Saved data entries:

--- START ---

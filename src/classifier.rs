//! Outcome classification from command output.
//!
//! `networksetup` does not report join failures through its exit code, so
//! the decision is made from text: rejection markers on the join command's
//! stderr, then the status line printed by `-getairportnetwork`. The rules
//! live in [`ClassifierRules`] so they can be swapped without touching the
//! trial runner.
use log::warn;
use regex::Regex;

use crate::outcome::{FailureReason, TrialOutcome};

/// Something the trial runner observed and wants classified.
#[derive(Debug, Clone, Copy)]
pub enum Observation<'a> {
    /// Captured stderr of the join command.
    Join { stderr: &'a str },
    /// Output of the status query, taken after the settle delay.
    Status { ssid: &'a str, output: &'a str },
}

/// Classification of one observation.
#[derive(Debug, Clone, Copy, PartialEq, Eq)]
pub enum Verdict {
    /// Nothing conclusive yet; proceed to the next step.
    Continue,
    Decided(TrialOutcome),
}

pub trait OutcomeClassifier {
    fn classify(&self, observation: &Observation<'_>) -> Verdict;

    /// Network name a status output reports, for diagnostics only.
    fn current_network<'a>(&self, _output: &'a str) -> Option<&'a str> {
        None
    }
}

#[derive(Debug, Clone, PartialEq, Eq)]
pub struct ClassifierRules {
    /// Any of these on the join command's stderr means the credential was
    /// rejected. Matching is case-sensitive.
    pub rejection_markers: Vec<String>,
    /// Prefix of the status line, immediately followed by the current SSID.
    pub status_prefix: String,
}

impl Default for ClassifierRules {
    fn default() -> Self {
        Self {
            rejection_markers: vec!["Failed".to_string(), "incorrect".to_string()],
            status_prefix: "Current Wi-Fi Network: ".to_string(),
        }
    }
}

/// Substring-based classifier driven by [`ClassifierRules`].
///
/// Success is substring containment of `<status_prefix><ssid>` in the status
/// output, so a target `HomeNet` is also satisfied by `HomeNet5G`.
#[derive(Debug, Clone)]
pub struct SubstringClassifier {
    rules: ClassifierRules,
    current: Option<Regex>,
}

impl SubstringClassifier {
    pub fn new(rules: ClassifierRules) -> Self {
        let pattern = format!(r"(?m)^{}(.*)$", regex::escape(&rules.status_prefix));
        let current = match Regex::new(&pattern) {
            Ok(re) => Some(re),
            Err(e) => {
                warn!("status line pattern rejected, network names will not be reported: {}", e);
                None
            }
        };
        Self { rules, current }
    }
}

impl Default for SubstringClassifier {
    fn default() -> Self {
        Self::new(ClassifierRules::default())
    }
}

impl OutcomeClassifier for SubstringClassifier {
    fn classify(&self, observation: &Observation<'_>) -> Verdict {
        match observation {
            Observation::Join { stderr } => {
                if self
                    .rules
                    .rejection_markers
                    .iter()
                    .any(|m| !m.is_empty() && stderr.contains(m.as_str()))
                {
                    Verdict::Decided(TrialOutcome::Failure(FailureReason::ExplicitErrorText))
                } else {
                    Verdict::Continue
                }
            }
            Observation::Status { ssid, output } => {
                let expected = format!("{}{}", self.rules.status_prefix, ssid);
                if output.contains(&expected) {
                    Verdict::Decided(TrialOutcome::Success)
                } else {
                    Verdict::Decided(TrialOutcome::Failure(
                        FailureReason::VerificationMismatch,
                    ))
                }
            }
        }
    }

    fn current_network<'a>(&self, output: &'a str) -> Option<&'a str> {
        let re = self.current.as_ref()?;
        re.captures(output)
            .and_then(|c| c.get(1))
            .map(|m| m.as_str().trim_end())
    }
}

--- END ---

DESCRIPTION OF THE TASK >>
Check every line of the data above for the string "struct", and copy those that have it.

RESPONSE >>
pub struct ClassifierRules {
pub struct SubstringClassifier {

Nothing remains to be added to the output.